不过 16G 内存依旧是一个大问题，系统一般自己就吃掉 4G，16G 只有 12G 放 dataset，老实讲对我不太够用
处理器慢点问题不大，swap 吃满了，那速度是真的噩梦

30

MisakaTian

2020-12-10 11:58:25 +08:00

数据狗表示 anaconda 搞定就上

31

Goldilocks

2020-12-10 12:06:11 +08:00

Processor Intel(R) Xeon(R) W-2123 CPU @ 3.60GHz, 3600 Mhz, 4 Core

Dotted two 4096x4096 matrices in 0.33s ，比 m1 快一倍。但是 m1 是 8 核哦。所以同等频率同样核数，intel 还是要比 m1 快 3-4 倍左右，这还是 3 年前的产品。

32

YUX

OP

2020-12-10 12:12:50 +08:00 via iPhone

@MisakaTian 用 mamba 啊

33

Goldilocks

2020-12-10 12:18:45 +08:00

现在是 2020 年。Intel 如果出个 2 核 3.6G 的 cpu，你肯定看不上它的性能。你要想的是 Intel 10 核、20 核。马上 AMD 都要发布 64 核桌面 CPU 了，apple 还停留在 2 核的水准。

34

meloyang05

2020-12-10 13:35:48 +08:00

@Goldilocks

“8 代 i7 mac mini
Dotted two 4096x4096 matrices in 0.76 s.
Dotted two vectors of length 524288 in 0.09 ms.
SVD of a 2048x1024 matrix in 0.56 s.
Cholesky decomposition of a 2048x2048 matrix in 0.09 s.
Eigendecomposition of a 2048x2048 matrix in 5.20 s.

M1 Mac mini

Dotted two 4096x4096 matrices in 0.69 s.
Dotted two vectors of length 524288 in 0.25 ms.
SVD of a 2048x1024 matrix in 0.68 s.
Cholesky decomposition of a 2048x2048 matrix in 0.08 s.
Eigendecomposition of a 2048x2048 matrix in 4.82 s.”

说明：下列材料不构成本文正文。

// ==========================================
// 地铁列车夜间入役排班系统 - 领域模型层
// ==========================================
// 依据: Induction_Rules_v1.0.md - 1. 输入输出契约
// ==========================================
// 职责: 定义领域实体与类型
// 红线: 不含引擎逻辑,不含 I/O
// ==========================================

pub mod train;
pub mod types;

// 重导出核心类型
pub use train::{AssignmentDecision, InductionPlan, RawTrainRecord, TrainRecord};
pub use types::{Assignment, BrandingNeed};
// ==========================================
// 地铁列车夜间入役排班系统 - 方案摘要引擎
// ==========================================
// 依据: Induction_Rules_v1.0.md - 4. 方案摘要口径
// ==========================================
// 职责: 从决策序列汇总分布与里程口径, 供上游表格/图表展示
// 红线: 无状态引擎, 所有方法都是纯函数, 不改写方案
// ==========================================

use crate::domain::train::{InductionPlan, TrainRecord};
use crate::domain::types::Assignment;
use crate::engine::assigner::REASON_FORCED;
use serde::Serialize;

// ==========================================
// PlanSummary - 方案摘要
// ==========================================
/// 单次运行的汇总口径
///
/// # 口径
/// - *_count: 三态分布(饼图口径)
/// - *_mileage_total: 按分配状态累计里程(柱图口径)
/// - forced_id_matched: 覆盖列车号是否命中记录(未命中时调用方应提示)
/// - forced_overrode_safety: 覆盖是否压过了安全扣分项(适航失效/未关工单)
#[derive(Debug, Clone, PartialEq, Serialize)]
pub struct PlanSummary {
    pub total: usize,
    pub service_count: usize,
    pub standby_count: usize,
    pub maintenance_count: usize,
    pub service_mileage_total: f64,
    pub standby_mileage_total: f64,
    pub maintenance_mileage_total: f64,
    pub forced_id_matched: bool,
    pub forced_overrode_safety: bool,
}

// ==========================================
// PlanSummaryEngine - 方案摘要引擎
// ==========================================
pub struct PlanSummaryEngine;

impl PlanSummaryEngine {
    /// 生成方案摘要
    ///
    /// # 参数
    /// - records: 本次运行的标准化输入记录(用于回查覆盖车的安全扣分项)
    /// - plan: 分配引擎输出的方案
    pub fn summarize(records: &[TrainRecord], plan: &InductionPlan) -> PlanSummary {
        let mut summary = PlanSummary {
            total: plan.decisions.len(),
            service_count: 0,
            standby_count: 0,
            maintenance_count: 0,
            service_mileage_total: 0.0,
            standby_mileage_total: 0.0,
            maintenance_mileage_total: 0.0,
            forced_id_matched: false,
            forced_overrode_safety: false,
        };

        for decision in &plan.decisions {
            match decision.assignment {
                Assignment::Service => {
                    summary.service_count += 1;
                    summary.service_mileage_total += decision.mileage;
                }
                Assignment::Standby => {
                    summary.standby_count += 1;
                    summary.standby_mileage_total += decision.mileage;
                }
                Assignment::Maintenance => {
                    summary.maintenance_count += 1;
                    summary.maintenance_mileage_total += decision.mileage;
                }
            }

            if decision.reasons.iter().any(|r| r == REASON_FORCED) {
                summary.forced_id_matched = true;
            }
        }

        if summary.forced_id_matched {
            if let Some(forced_id) = plan.forced_service_id.as_deref() {
                summary.forced_overrode_safety = records
                    .iter()
                    .filter(|r| r.train_id == forced_id)
                    .any(|r| !r.fitness_ok || r.job_card_open);
            }
        }

        summary
    }

    /// 覆盖列车号是否存在于记录集中
    ///
    /// 未命中不是错误(运行照常), 但调用方展示时应独立提示
    pub fn contains_train(records: &[TrainRecord], train_id: &str) -> bool {
        records.iter().any(|r| r.train_id == train_id)
    }
}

你选择性无视其他测试成绩么。。时间在 ms 级别本来误差就可能很大，也可能是 numpy for m1 现在有 bug，你单独拎 vector 的成绩出来能说明什么问题？

35

Goldilocks

2020-12-10 13:38:09 +08:00

误差不会很大，一般都在 1%以内。因为矩阵乘法就受两个限制：

1. CPU flops
2. 内存带宽

36

Goldilocks

2020-12-10 13:45:33 +08:00

像矩阵乘法这样的数值计算是很成熟的领域，大家都研究的很透了。请参见这个： https://en.wikichip.org/wiki/flops

假设内存带宽能跟得上 cpu 的速度，要么要想跑的更快，就只有：
1. 增加核数
2. 增加 SIMD 的长度

比如 skylake 可以做到 64 FLOPs/cycle，但是同时代的 AMD CPU 只有 16 FLOPs/cycle 。大家主频都差不多，这其中的 4 倍就造成了主要的差距。而且这种差距很难追赶上，可以说一辈子都没希望。

37

Harry1993

2020-12-10 14:08:58 +08:00

用 Apple 的 numpy ( https://github.com/apple/tensorflow_macos)試了一下：

Dotted two 4096x4096 matrices in 0.84 s.
Dotted two vectors of length 524288 in 0.11 ms.
SVD of a 2048x1024 matrix in 0.54 s.
Cholesky decomposition of a 2048x2048 matrix in 0.06 s.
Eigendecomposition of a 2048x2048 matrix in 6.29 s.

38

IgniteWhite

2020-12-10 23:07:30 +08:00

@MisakaTian miniforge 的包管理器不就是 conda 么…只是默认 channel 是 conda-forge

39

lly0514

2020-12-11 15:35:01 +08:00

@Goldilocks 实际上误差非常大，我实测 MKL vs openblas 的性能差距有一倍多

40

Richardyyz

2020-12-13 09:58:14 +08:00

@Goldilocks ZEN2 都已经 32 FLOPs/cycle 了，你这一辈子这么短吗？降频严重的 AVX512 并没有在 ZEN3 面前有多么大的优势。

41

YUX

OP

2021-01-24 20:05:33 +08:00

补充一个树莓派的😂

Dotted two 4096x4096 matrices in 10.18 s.
Dotted two vectors of length 524288 in 2.27 ms.
SVD of a 2048x1024 matrix in 6.67 s.
Cholesky decomposition of a 2048x2048 matrix in 0.85 s.
Eigendecomposition of a 2048x2048 matrix in 37.83 s.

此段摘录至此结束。